I was reminded of the truth of this teaching from a very unexpected source--Prince Harry of Wales. In a stunningly honest twenty-five minute interview for a new podcast show in England, Harry talked openly of how impaired he had become due to the unresolved grief that he had been carrying around since his mother's (Princess Diana) death when he was twelve. You will find some quotes from the interview at the end of this column to give you a sample of what he shared.
Harry, now 32 years old, acknowledges in the interview that he recently went through a two year period where his life was, in his words, "total chaos." One of the signs of the emotional chaos he was feeling was that he was becoming more and more angry and feeling like he wanted to "punch someone." Anger is a very common way for unresolved grief to manifest itself, especially in men. With the support of his brother William, Harry went to a therapist to talk about his grief and learned that the chaos that he had been feeling was rooted in the internal chaos of the grief he had been trying to avoid talking about for so many years.
Harry's thinking typifies what many of us believe, that talking about our emotions, be they grief, anxiety, sadness, or anger will only draw more attention to them and make the feelings stronger, which will in turn make us feel worse. There are many ways we can justify to ourselves that being vulnerable and talking about our emotions is not a good thing. The truth is just the opposite.
Acknowledging our vulnerability and talking it through with others is what brings healing and allows us to eventually resolve the feelings that we have been carrying around, making it possible to move on to a healthier and happier life. What is true for individuals is also true in relationships. When conflictual feelings arise between two people, if they choose not to talk those feelings out, they will soon find that they are acting them out. This acting things out can manifest itself in distancing, avoiding, or growing irritable with each other. However, when two people who are experiencing conflict in their relationship risk being vulnerable and talking things out, it is not unusual for them to experience healing and a renewed connection between one another. Choosing to avoid talking about hard things, it turns out, distances us not only from ourselves, but from others, too.
I am so grateful for Prince Harry's willingness to be vulnerable and share his story with the world. I am also thankful for the commitment he and his family have made to a mental health campaign entitled Heads Together. May their willingness to talk openly about mental and emotional wellness remind us of the importance of talking things out, no matter what the problem.

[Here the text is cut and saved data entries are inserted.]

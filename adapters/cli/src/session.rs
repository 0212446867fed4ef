//! Scripted build-mode session replayed through a [`FloorGrid`].

use std::io::Write;

use anyhow::{Context, Result};
use floorplan_calculator::GridTransform;
use floorplan_core::{CornerAddress, EditTool, ObjectKind, TileAddress, WallKind};
use floorplan_grid::{ClickReport, FloorGrid};
use floorplan_rendering::MeshRenderer;
use glam::Vec2;

use crate::ascii::render_plan;

/// Grid point a scripted pointer sample lands on.
#[derive(Clone, Copy, Debug)]
pub(crate) enum Target {
    /// Centre of the tile at `(column, row)`.
    Tile(u32, u32),
    /// Corner at `(column, row)`.
    Corner(u32, u32),
}

/// One press, drag and release with a single tool.
#[derive(Clone, Copy, Debug)]
pub(crate) struct Step {
    pub(crate) label: &'static str,
    pub(crate) tool: EditTool,
    pub(crate) from: Target,
    pub(crate) to: Target,
}

/// Builds a two-room house with furniture, then attempts two illegal edits.
pub(crate) const SCRIPT: &[Step] = &[
    Step {
        label: "outer walls",
        tool: EditTool::BuildRoom(WallKind::Solid),
        from: Target::Tile(1, 1),
        to: Target::Tile(5, 4),
    },
    Step {
        label: "partition",
        tool: EditTool::BuildWall(WallKind::Solid),
        from: Target::Corner(3, 1),
        to: Target::Corner(3, 5),
    },
    Step {
        label: "interior door",
        tool: EditTool::BuildWall(WallKind::Door),
        from: Target::Corner(3, 3),
        to: Target::Corner(3, 4),
    },
    Step {
        label: "front door",
        tool: EditTool::BuildWall(WallKind::Door),
        from: Target::Corner(6, 2),
        to: Target::Corner(6, 3),
    },
    Step {
        label: "bed",
        tool: EditTool::PlaceObject(ObjectKind::Bed),
        from: Target::Tile(1, 1),
        to: Target::Tile(1, 1),
    },
    Step {
        label: "bathtub",
        tool: EditTool::PlaceObject(ObjectKind::Bathtub),
        from: Target::Tile(4, 4),
        to: Target::Tile(4, 4),
    },
    Step {
        label: "garden table",
        tool: EditTool::PlaceObject(ObjectKind::Table),
        from: Target::Tile(8, 2),
        to: Target::Tile(8, 2),
    },
    Step {
        label: "garden chair",
        tool: EditTool::PlaceObject(ObjectKind::Chair),
        from: Target::Tile(8, 3),
        to: Target::Tile(8, 3),
    },
    Step {
        label: "outdoor bathtub",
        tool: EditTool::PlaceObject(ObjectKind::Bathtub),
        from: Target::Tile(8, 6),
        to: Target::Tile(8, 6),
    },
    Step {
        label: "open the bedroom",
        tool: EditTool::RemoveWall,
        from: Target::Corner(1, 1),
        to: Target::Corner(3, 1),
    },
];

/// Tiles the scripted walk travels between.
pub(crate) const WALK: (TileAddress, TileAddress) =
    (TileAddress::new(10, 1), TileAddress::new(2, 4));

/// Tally of scripted edits.
#[derive(Clone, Copy, Debug, Default, PartialEq, Eq)]
pub(crate) struct Summary {
    pub(crate) applied: usize,
    pub(crate) rejected: usize,
    pub(crate) rooms: usize,
    pub(crate) path_length: Option<usize>,
}

/// Replays [`SCRIPT`] and writes a report of every step to `out`.
pub(crate) fn run<R, W>(grid: &mut FloorGrid<R>, out: &mut W) -> Result<Summary>
where
    R: MeshRenderer,
    W: Write,
{
    let mut summary = Summary::default();

    writeln!(out, "lot {}", grid.lot()?)?;
    for step in SCRIPT {
        let report = replay(grid, step)?;
        let verdict = match &report.edit {
            Some(Ok(_)) => {
                summary.applied += 1;
                "applied".to_owned()
            }
            Some(Err(rejection)) => {
                summary.rejected += 1;
                format!("rejected: {rejection}")
            }
            None => format!("{:?}", report.outcome).to_lowercase(),
        };
        writeln!(out, "  {:<18} {verdict}", step.label)?;
    }

    let tile_size = grid.calculator()?.tile_size();
    let rooms = grid.all_rooms()?;
    summary.rooms = rooms.len();
    writeln!(out, "rooms")?;
    for room in &rooms {
        writeln!(
            out,
            "  room {}: {} tiles, {} square units, {} boundary walls",
            room.id.get(),
            room.area(),
            room.world_area(tile_size),
            room.boundary.len(),
        )?;
    }

    let (from, to) = WALK;
    let path = match grid.find_path(from, to) {
        Ok(path) => {
            summary.path_length = Some(path.len());
            writeln!(
                out,
                "path ({}, {}) -> ({}, {}): {} tiles",
                from.column(),
                from.row(),
                to.column(),
                to.row(),
                path.len()
            )?;
            path
        }
        Err(error) => {
            writeln!(out, "path: {error}")?;
            Vec::new()
        }
    };

    let geometry = grid.geometry()?;
    write!(out, "{}", render_plan(&geometry, &path))?;
    Ok(summary)
}

fn replay<R: MeshRenderer>(grid: &mut FloorGrid<R>, step: &Step) -> Result<ClickReport> {
    let from = world_point(grid, step.from)?;
    let to = world_point(grid, step.to)?;
    let _ = grid.handle_click(step.tool, from, true)?;
    let _ = grid.handle_click(step.tool, to, true)?;
    grid.handle_click(step.tool, to, false)
        .with_context(|| format!("step `{}` failed", step.label))
}

fn world_point<R: MeshRenderer>(grid: &FloorGrid<R>, target: Target) -> Result<Vec2> {
    let calculator = grid.calculator()?;
    Ok(match target {
        Target::Tile(column, row) => calculator.tile_to_world(TileAddress::new(column, row)),
        Target::Corner(column, row) => {
            calculator.corner_to_world(CornerAddress::new(column, row))
        }
    })
}

#[cfg(test)]
mod tests {
    use super::*;
    use floorplan_calculator::LotKey;
    use floorplan_core::Rejection;
    use floorplan_grid::GridSettings;
    use floorplan_system_interactions::OrphanPolicy;
    use floorplan_rendering::RecordingRenderer;

    fn session(settings: GridSettings, lot: LotKey) -> (Summary, String) {
        let mut grid = FloorGrid::new(settings, RecordingRenderer::new());
        grid.initialize(lot, 0.0).expect("lot initializes");
        let mut out = Vec::new();
        let summary = run(&mut grid, &mut out).expect("session runs");
        (summary, String::from_utf8(out).expect("utf-8 report"))
    }

    #[test]
    fn script_builds_two_rooms_on_every_lot() {
        for lot in LotKey::ALL {
            let (summary, report) = session(GridSettings::default(), lot);
            assert_eq!(summary.applied, 8, "{lot}: {report}");
            assert_eq!(summary.rejected, 2, "{lot}: {report}");
            assert_eq!(summary.rooms, 2, "{lot}: {report}");
        }
    }

    #[test]
    fn walk_passes_through_both_doors() {
        let (summary, report) = session(GridSettings::default(), LotKey::default());
        // Both doors lie on a Manhattan-optimal route: 11 moves, 12 tiles.
        assert_eq!(summary.path_length, Some(12), "{report}");
        assert!(report.contains("D"), "doors should be drawn: {report}");
    }

    #[test]
    fn allowing_orphans_opens_the_bedroom() {
        let settings = GridSettings {
            orphan_policy: OrphanPolicy::Allow,
            ..GridSettings::default()
        };
        let (summary, report) = session(settings, LotKey::default());
        assert_eq!(summary.applied, 9, "{report}");
        assert_eq!(summary.rooms, 1, "{report}");
        assert!(report.contains(&Rejection::NotEnclosed.to_string()));
    }
}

Below are some direct quotes from Prince Harry's interview. These statements will help us all see that feeling any kind of grief is normal, and that the need to talk it out is universal. This is as true for the grief of losing a loved one as it is for the stress that comes from living in a time of great uncertainty.
"I just couldn't put my finger on it, I just didn't know what was wrong with me."

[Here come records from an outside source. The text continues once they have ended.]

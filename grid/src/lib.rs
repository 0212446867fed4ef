#![deny(
    unsafe_code,
    missing_docs,
    dead_code,
    unused_results,
    non_snake_case,
    unreachable_pub
)]

//! Per-floor coordinator tying calculator, floor state, interactions, rooms
//! and pathfinding together.
//!
//! [`FloorGrid`] owns every subsystem of one floor. Pointer input enters
//! through [`FloorGrid::handle_click`]; committed edits are applied, rooms and
//! the traversal map are rebuilt, and the mesh renderer is asked to regenerate
//! before the call returns. [`Building`] stacks floors in an arena.

mod building;
mod geometry;
mod settings;

pub use building::{Building, FloorId, DEFAULT_STOREY_HEIGHT};
pub use settings::{GridSettings, SettingsError};

use std::fmt;

use floorplan_calculator::{GridCalculator, LotKey};
use floorplan_core::{
    CornerAddress, EdgeAddress, EditCommand, EditTool, FloorError, FloorEvent, Rejection,
    TileAddress,
};
use floorplan_floor::{Corner, Edge, FloorData, ObjectsData, PlacedObject, Tile};
use floorplan_rendering::{FloorGeometry, MeshRenderer};
use floorplan_system_click::{ClickOutcome, ClickRouter, GesturePhase};
use floorplan_system_interactions::{Applied, ObjectInteractions, WallInteractions};
use floorplan_system_pathfinder::{PathError, PathFinder};
use floorplan_system_rooms::{Room, RoomsManager};
use glam::Vec2;
use thiserror::Error;

/// Failures reported by the floor coordinator.
#[derive(Debug, Error)]
pub enum FloorGridError {
    /// The floor was used before [`FloorGrid::initialize`].
    #[error("floor grid used before initialize")]
    NotInitialized,
    /// [`FloorGrid::initialize`] was called twice.
    #[error("floor grid is already initialized")]
    AlreadyInitialized,
    /// The lot table has no entry for the requested lot.
    #[error("lot `{0}` has no configuration")]
    UnknownLot(LotKey),
    /// A floor query failed.
    #[error(transparent)]
    Floor(#[from] FloorError),
    /// A route query failed.
    #[error(transparent)]
    Path(#[from] PathError),
    /// The mesh renderer failed.
    #[error(transparent)]
    Renderer(#[from] anyhow::Error),
}

/// What a single pointer sample did.
#[derive(Clone, Debug, PartialEq, Eq)]
pub struct ClickReport {
    /// Gesture transition caused by the sample.
    pub outcome: ClickOutcome,
    /// Result of the edit committed by the sample, if any.
    pub edit: Option<Result<Applied, Rejection>>,
}

impl ClickReport {
    /// Reports whether the sample committed an edit that was accepted.
    #[must_use]
    pub fn applied(&self) -> bool {
        matches!(self.edit, Some(Ok(_)))
    }

    /// Rejection reason for a committed edit that was refused.
    #[must_use]
    pub fn rejection(&self) -> Option<Rejection> {
        match self.edit {
            Some(Err(rejection)) => Some(rejection),
            _ => None,
        }
    }
}

/// Edit the current gesture would commit, with its legality.
#[derive(Clone, Debug, PartialEq, Eq)]
pub struct EditPreview {
    /// Command that releasing now would commit.
    pub command: EditCommand,
    /// Whether the command would be accepted.
    pub verdict: Result<(), Rejection>,
}

#[derive(Debug)]
struct FloorState {
    lot: LotKey,
    floor_height: f32,
    calculator: GridCalculator,
    floor: FloorData,
    objects: ObjectsData,
    walls: WallInteractions,
    object_rules: ObjectInteractions,
    router: ClickRouter,
    rooms: RoomsManager,
    paths: PathFinder,
}

impl FloorState {
    fn apply(
        &mut self,
        command: &EditCommand,
        out_events: &mut Vec<FloorEvent>,
    ) -> Result<Applied, Rejection> {
        match command {
            EditCommand::Walls(action) => {
                self.walls
                    .try_apply(action, &mut self.floor, &self.objects, out_events)
            }
            EditCommand::Object(action) => self.object_rules.try_apply(
                *action,
                &mut self.floor,
                &mut self.objects,
                &self.rooms,
                out_events,
            ),
        }
    }

    fn validate(&self, command: &EditCommand) -> Result<(), Rejection> {
        match command {
            EditCommand::Walls(action) => self
                .walls
                .validate(action, &self.floor, &self.objects)
                .map(|_| ()),
            EditCommand::Object(action) => {
                self.object_rules
                    .validate(*action, &self.floor, &self.objects, &self.rooms)
            }
        }
    }

    fn refresh(&mut self, events: &[FloorEvent]) {
        if events.iter().any(FloorEvent::changes_topology) {
            self.rooms.rebuild(&self.floor);
        }
        self.paths.rebuild(&self.floor);
    }

    fn geometry(&self) -> FloorGeometry {
        geometry::build(
            &self.calculator,
            self.floor_height,
            &self.floor,
            &self.objects,
            &self.rooms,
        )
    }
}

/// Coordinator for one floor of a building.
#[derive(Debug)]
pub struct FloorGrid<R> {
    index: u32,
    debug: bool,
    settings: GridSettings,
    renderer: R,
    state: Option<FloorState>,
}

impl<R> FloorGrid<R>
where
    R: MeshRenderer,
{
    /// Creates an uninitialized floor.
    #[must_use]
    pub fn new(settings: GridSettings, renderer: R) -> Self {
        Self::with_index(0, settings, renderer)
    }

    pub(crate) fn with_index(index: u32, settings: GridSettings, renderer: R) -> Self {
        Self {
            index,
            debug: false,
            settings,
            renderer,
            state: None,
        }
    }

    /// Selects the lot's calculator, sizes the floor and attaches the mesh.
    ///
    /// Must be called exactly once before any other floor operation.
    pub fn initialize(&mut self, lot: LotKey, floor_height: f32) -> Result<(), FloorGridError> {
        if self.state.is_some() {
            return Err(FloorGridError::AlreadyInitialized);
        }
        let config = self
            .settings
            .lots
            .get(lot)
            .ok_or(FloorGridError::UnknownLot(lot))?;

        let calculator = GridCalculator::for_lot(config);
        let floor = FloorData::new(config.extent());
        let state = FloorState {
            lot,
            floor_height,
            calculator,
            rooms: RoomsManager::from_floor(&floor),
            paths: PathFinder::from_floor(&floor),
            floor,
            objects: ObjectsData::new(),
            walls: WallInteractions::new(self.settings.orphan_policy),
            object_rules: ObjectInteractions::new(),
            router: ClickRouter::new(),
        };

        self.renderer.create_and_attach()?;
        self.renderer.regenerate(&state.geometry())?;
        debug_log(
            self.debug,
            self.index,
            "init",
            format_args!(
                "initialized {lot} with {} x {} tiles at height {floor_height}",
                config.columns, config.rows
            ),
        );
        self.state = Some(state);
        Ok(())
    }

    /// Routes one pointer sample for the active tool.
    ///
    /// A committed edit is applied, rooms and the traversal map are rebuilt
    /// and the mesh is regenerated before this returns. Refused edits are
    /// reported in [`ClickReport::edit`] and leave the floor unchanged.
    pub fn handle_click(
        &mut self,
        tool: EditTool,
        world_point: Vec2,
        is_pressed: bool,
    ) -> Result<ClickReport, FloorGridError> {
        let (index, debug) = (self.index, self.debug);
        let Some(state) = self.state.as_mut() else {
            return Err(not_initialized(index, "handle_click"));
        };

        let mut commands = Vec::new();
        let outcome = state.router.handle(
            tool,
            world_point,
            is_pressed,
            &state.calculator,
            &mut commands,
        );
        debug_log(
            debug,
            index,
            "click",
            format_args!("{tool:?} at {world_point} pressed={is_pressed}: {outcome:?}"),
        );

        let Some(command) = commands.pop() else {
            return Ok(ClickReport {
                outcome,
                edit: None,
            });
        };

        let mut events = Vec::new();
        let result = state.apply(&command, &mut events);
        match &result {
            Ok(applied) => debug_log(
                debug,
                index,
                "commit",
                format_args!("{applied:?} ({} floor events)", events.len()),
            ),
            Err(rejection) => debug_log(
                debug,
                index,
                "reject",
                format_args!("{command:?} refused: {rejection}"),
            ),
        }

        if !events.is_empty() {
            state.refresh(&events);
            self.renderer.regenerate(&state.geometry())?;
        }

        Ok(ClickReport {
            outcome,
            edit: Some(result),
        })
    }

    /// Empties every wall and object while keeping the lot.
    pub fn clear(&mut self) -> Result<(), FloorGridError> {
        let (index, debug) = (self.index, self.debug);
        let Some(state) = self.state.as_mut() else {
            return Err(not_initialized(index, "clear"));
        };
        let extent = state.floor.extent();
        state.floor.resize(extent);
        state.objects.clear();
        state.router.reset();
        state.rooms.rebuild(&state.floor);
        state.paths.rebuild(&state.floor);
        self.renderer.regenerate(&state.geometry())?;
        debug_log(debug, index, "commit", format_args!("floor cleared"));
        Ok(())
    }

    /// Looks up a tile.
    pub fn tile(&self, address: TileAddress) -> Result<Tile, FloorGridError> {
        Ok(self.state("tile")?.floor.tile(address)?)
    }

    /// Looks up an edge.
    pub fn edge(&self, address: EdgeAddress) -> Result<Edge, FloorGridError> {
        Ok(self.state("edge")?.floor.edge(address)?)
    }

    /// Looks up a corner.
    pub fn corner(&self, address: CornerAddress) -> Result<Corner, FloorGridError> {
        Ok(self.state("corner")?.floor.corner(address)?)
    }

    /// Copy of the room containing the tile.
    pub fn room_containing(&self, tile: TileAddress) -> Result<Option<Room>, FloorGridError> {
        Ok(self.state("room_containing")?.rooms.room_containing(tile))
    }

    /// Copies of every room.
    pub fn all_rooms(&self) -> Result<Vec<Room>, FloorGridError> {
        Ok(self.state("all_rooms")?.rooms.all_rooms())
    }

    /// Shortest walkable route between two tiles.
    pub fn find_path(
        &self,
        from: TileAddress,
        to: TileAddress,
    ) -> Result<Vec<TileAddress>, FloorGridError> {
        Ok(self.state("find_path")?.paths.find_path(from, to)?)
    }

    /// Copies of every placed object in identifier order.
    pub fn objects(&self) -> Result<Vec<PlacedObject>, FloorGridError> {
        Ok(self.state("objects")?.objects.iter().copied().collect())
    }

    /// Edit the current gesture would commit, if any.
    pub fn preview(&self) -> Result<Option<EditPreview>, FloorGridError> {
        let state = self.state("preview")?;
        Ok(state.router.preview().map(|command| EditPreview {
            verdict: state.validate(&command),
            command,
        }))
    }

    /// Phase of the gesture in progress.
    pub fn gesture_phase(&self) -> Result<GesturePhase, FloorGridError> {
        Ok(self.state("gesture_phase")?.router.phase())
    }

    /// Fresh geometry snapshot of the floor.
    pub fn geometry(&self) -> Result<FloorGeometry, FloorGridError> {
        Ok(self.state("geometry")?.geometry())
    }

    /// Coordinate calculator selected for the floor's lot.
    pub fn calculator(&self) -> Result<&GridCalculator, FloorGridError> {
        Ok(&self.state("calculator")?.calculator)
    }

    /// Lot the floor was initialized with.
    pub fn lot(&self) -> Result<LotKey, FloorGridError> {
        Ok(self.state("lot")?.lot)
    }

    /// Vertical position of the floor.
    pub fn floor_height(&self) -> Result<f32, FloorGridError> {
        Ok(self.state("floor_height")?.floor_height)
    }

    /// Reports whether [`FloorGrid::initialize`] has succeeded.
    #[must_use]
    pub const fn is_initialized(&self) -> bool {
        self.state.is_some()
    }

    /// Position of the floor within its building.
    #[must_use]
    pub const fn index(&self) -> u32 {
        self.index
    }

    /// Enables or disables debug logging for this floor.
    pub fn set_debug(&mut self, debug: bool) {
        self.debug = debug;
    }

    /// Reports whether debug logging is enabled.
    #[must_use]
    pub const fn debug(&self) -> bool {
        self.debug
    }

    /// Mesh renderer owned by the floor.
    #[must_use]
    pub const fn renderer(&self) -> &R {
        &self.renderer
    }

    fn state(&self, operation: &'static str) -> Result<&FloorState, FloorGridError> {
        self.state
            .as_ref()
            .ok_or_else(|| not_initialized(self.index, operation))
    }
}

fn not_initialized(floor: u32, operation: &'static str) -> FloorGridError {
    tracing::error!(floor, operation, "floor grid used before initialize");
    FloorGridError::NotInitialized
}

fn debug_log(enabled: bool, floor: u32, category: &'static str, message: fmt::Arguments<'_>) {
    if enabled {
        tracing::debug!(floor, category, "{message}");
    }
}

"I can safely say that losing my mum at the age of 12, and therefore shutting down all of my emotions for the last 20 years, has had a quite serious effect on, not only my personal life, but my work as well."
"I have probably been very close to a complete breakdown on numerous occasions when all sorts of grief and sorts of lies and misconceptions and everything are coming to you from every angle."

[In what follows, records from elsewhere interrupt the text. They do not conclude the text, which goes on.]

#![deny(
    unsafe_code,
    missing_docs,
    dead_code,
    unused_results,
    non_snake_case,
    unreachable_pub
)]

//! Authoritative floor state: tiles, walls on tile edges, derived corners and
//! placed objects.
//!
//! Every mutation reports what changed through [`FloorEvent`] values pushed
//! into a caller-provided buffer. Mutations that leave state unchanged push
//! nothing, so an empty buffer means dependent systems have nothing to redo.

mod objects;

pub use objects::{ObjectsData, PlacedObject};

use floorplan_core::{
    CornerAddress, Direction, EdgeAddress, EdgeSides, FloorError, FloorEvent, FloorExtent,
    ObjectId, TileAddress, WallKind,
};

/// Single grid cell.
#[derive(Clone, Copy, Debug, PartialEq, Eq)]
pub struct Tile {
    /// Address of the tile.
    pub address: TileAddress,
    /// Object covering the tile, if any.
    pub occupant: Option<ObjectId>,
}

impl Tile {
    /// Reports whether an object covers the tile.
    #[must_use]
    pub const fn is_occupied(&self) -> bool {
        self.occupant.is_some()
    }
}

/// Snapshot of a single edge.
#[derive(Clone, Copy, Debug, PartialEq, Eq)]
pub struct Edge {
    /// Address of the edge.
    pub address: EdgeAddress,
    /// Wall standing on the edge, if any.
    pub wall: Option<WallKind>,
    /// In-bounds tiles on either side of the edge.
    pub sides: EdgeSides,
}

impl Edge {
    /// Reports whether a wall of any kind stands on the edge.
    #[must_use]
    pub const fn is_present(&self) -> bool {
        self.wall.is_some()
    }
}

/// Set of walls meeting at a corner, one bit per direction.
#[derive(Clone, Copy, Debug, Default, PartialEq, Eq, Hash)]
pub struct CornerArms(u8);

impl CornerArms {
    /// Reports whether a wall leaves the corner in the provided direction.
    #[must_use]
    pub const fn contains(self, direction: Direction) -> bool {
        self.0 & arm_bit(direction) != 0
    }

    /// Reports whether no wall touches the corner.
    #[must_use]
    pub const fn is_empty(self) -> bool {
        self.0 == 0
    }

    /// Number of walls meeting at the corner.
    #[must_use]
    pub const fn count(self) -> u32 {
        self.0.count_ones()
    }

    /// Reports whether the corner needs a post: a wall ends, turns or branches
    /// there rather than passing straight through.
    #[must_use]
    pub const fn needs_post(self) -> bool {
        let north_south = arm_bit(Direction::North) | arm_bit(Direction::South);
        let east_west = arm_bit(Direction::East) | arm_bit(Direction::West);
        !self.is_empty() && self.0 != north_south && self.0 != east_west
    }

    /// Directions with a wall, in north/east/south/west order.
    pub fn iter(self) -> impl Iterator<Item = Direction> {
        Direction::ALL
            .into_iter()
            .filter(move |direction| self.contains(*direction))
    }

    fn with(self, direction: Direction) -> Self {
        Self(self.0 | arm_bit(direction))
    }
}

const fn arm_bit(direction: Direction) -> u8 {
    match direction {
        Direction::North => 0b0001,
        Direction::East => 0b0010,
        Direction::South => 0b0100,
        Direction::West => 0b1000,
    }
}

/// Snapshot of a single corner.
#[derive(Clone, Copy, Debug, PartialEq, Eq)]
pub struct Corner {
    /// Address of the corner.
    pub address: CornerAddress,
    /// Walls meeting at the corner.
    pub arms: CornerArms,
}

/// Tile grid, edge grid and corner grid of one floor.
///
/// Wall presence is stored once per edge, so a wall reads the same from both
/// adjacent tiles. Corner arms are cached and refreshed whenever one of the
/// corner's incident edges changes.
#[derive(Clone, Debug, PartialEq, Eq)]
pub struct FloorData {
    extent: FloorExtent,
    occupants: Vec<Option<ObjectId>>,
    walls: Vec<Option<WallKind>>,
    corners: Vec<CornerArms>,
}

impl FloorData {
    /// Creates an empty floor of the provided size.
    #[must_use]
    pub fn new(extent: FloorExtent) -> Self {
        Self {
            extent,
            occupants: vec![None; extent.tile_count()],
            walls: vec![None; extent.edge_count()],
            corners: vec![CornerArms::default(); extent.corner_count()],
        }
    }

    /// Tile dimensions of the floor.
    #[must_use]
    pub const fn extent(&self) -> FloorExtent {
        self.extent
    }

    /// Clears the floor and resizes it to the new extent.
    pub fn resize(&mut self, extent: FloorExtent) {
        *self = Self::new(extent);
    }

    /// Looks up a tile.
    pub fn tile(&self, address: TileAddress) -> Result<Tile, FloorError> {
        let index = self
            .extent
            .tile_index(address)
            .ok_or(FloorError::OutOfBounds)?;
        Ok(Tile {
            address,
            occupant: self.occupants[index],
        })
    }

    /// Looks up an edge.
    pub fn edge(&self, address: EdgeAddress) -> Result<Edge, FloorError> {
        let index = self
            .extent
            .edge_index(address)
            .ok_or(FloorError::OutOfBounds)?;
        Ok(Edge {
            address,
            wall: self.walls[index],
            sides: self.extent.edge_sides(address),
        })
    }

    /// Looks up a corner.
    pub fn corner(&self, address: CornerAddress) -> Result<Corner, FloorError> {
        let index = self
            .extent
            .corner_index(address)
            .ok_or(FloorError::OutOfBounds)?;
        Ok(Corner {
            address,
            arms: self.corners[index],
        })
    }

    /// Wall standing on the edge; `None` for empty or out-of-range edges.
    #[must_use]
    pub fn wall(&self, address: EdgeAddress) -> Option<WallKind> {
        self.extent
            .edge_index(address)
            .and_then(|index| self.walls[index])
    }

    /// Edge separating two adjacent tiles; `None` when they are not adjacent
    /// or the edge lies outside the floor.
    #[must_use]
    pub fn edge_between(&self, a: TileAddress, b: TileAddress) -> Option<Edge> {
        EdgeAddress::between(a, b).and_then(|edge| self.edge(edge).ok())
    }

    /// Reports whether a movement-blocking wall separates two adjacent tiles.
    #[must_use]
    pub fn is_blocked_between(&self, a: TileAddress, b: TileAddress) -> bool {
        self.edge_between(a, b)
            .and_then(|edge| edge.wall)
            .map_or(false, WallKind::blocks_movement)
    }

    /// Object covering the tile; `None` for empty or out-of-range tiles.
    #[must_use]
    pub fn occupant(&self, address: TileAddress) -> Option<ObjectId> {
        self.extent
            .tile_index(address)
            .and_then(|index| self.occupants[index])
    }

    /// Places or removes a wall on an edge.
    ///
    /// Returns `Ok(false)` without emitting events when the edge already holds
    /// the requested state. Otherwise refreshes both endpoint corners and
    /// pushes [`FloorEvent::EdgeChanged`].
    pub fn set_edge(
        &mut self,
        address: EdgeAddress,
        wall: Option<WallKind>,
        out_events: &mut Vec<FloorEvent>,
    ) -> Result<bool, FloorError> {
        let index = self
            .extent
            .edge_index(address)
            .ok_or(FloorError::OutOfBounds)?;
        if self.walls[index] == wall {
            return Ok(false);
        }

        self.walls[index] = wall;
        let (start, end) = address.endpoints();
        self.refresh_corner(start);
        self.refresh_corner(end);
        out_events.push(FloorEvent::EdgeChanged {
            edge: address,
            wall,
        });
        Ok(true)
    }

    /// Assigns or clears the object covering a tile.
    ///
    /// Clearing always succeeds. Assigning fails with
    /// [`FloorError::TileOccupied`] when the tile already has an occupant.
    pub fn set_tile_occupant(
        &mut self,
        address: TileAddress,
        occupant: Option<ObjectId>,
        out_events: &mut Vec<FloorEvent>,
    ) -> Result<(), FloorError> {
        let index = self
            .extent
            .tile_index(address)
            .ok_or(FloorError::OutOfBounds)?;
        let current = self.occupants[index];
        if let (Some(existing), Some(_)) = (current, occupant) {
            return Err(FloorError::TileOccupied {
                tile: address,
                occupant: existing,
            });
        }
        if current == occupant {
            return Ok(());
        }

        self.occupants[index] = occupant;
        out_events.push(FloorEvent::TileOccupancyChanged {
            tile: address,
            occupant,
        });
        Ok(())
    }

    /// Iterates every tile in row-major order.
    pub fn tiles(&self) -> impl Iterator<Item = Tile> + '_ {
        self.extent
            .tiles()
            .zip(self.occupants.iter().copied())
            .map(|(address, occupant)| Tile { address, occupant })
    }

    /// Iterates every edge that holds a wall, horizontal edges first.
    pub fn present_edges(&self) -> impl Iterator<Item = Edge> + '_ {
        self.walls.iter().enumerate().filter_map(|(index, wall)| {
            let wall = (*wall)?;
            let address = self.extent.edge_at(index)?;
            Some(Edge {
                address,
                wall: Some(wall),
                sides: self.extent.edge_sides(address),
            })
        })
    }

    /// Iterates every corner touched by at least one wall.
    pub fn corners_with_arms(&self) -> impl Iterator<Item = Corner> + '_ {
        self.corners
            .iter()
            .enumerate()
            .filter(|(_, arms)| !arms.is_empty())
            .filter_map(|(index, arms)| {
                Some(Corner {
                    address: self.extent.corner_at(index)?,
                    arms: *arms,
                })
            })
    }

    fn refresh_corner(&mut self, corner: CornerAddress) {
        let Some(index) = self.extent.corner_index(corner) else {
            return;
        };
        let arms = Direction::ALL
            .into_iter()
            .filter(|direction| {
                corner
                    .arm(*direction)
                    .map_or(false, |edge| self.wall(edge).is_some())
            })
            .fold(CornerArms::default(), CornerArms::with);
        self.corners[index] = arms;
    }
}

"The experience I have had is that once you start talking about it, you realize that actually you're part of quite a big club."
"And then I started to have a few conversations and actually all of a sudden, all of this grief that I have never processed started to come to the forefront and I was like, there is actually a lot of stuff here that I need to deal with."
"I know there is huge merit in talking about your issues and the only thing about keeping it quiet is that it's only ever going to make it worse."
Thank you, Prince Harry, for reminding us of the importance of talking things out.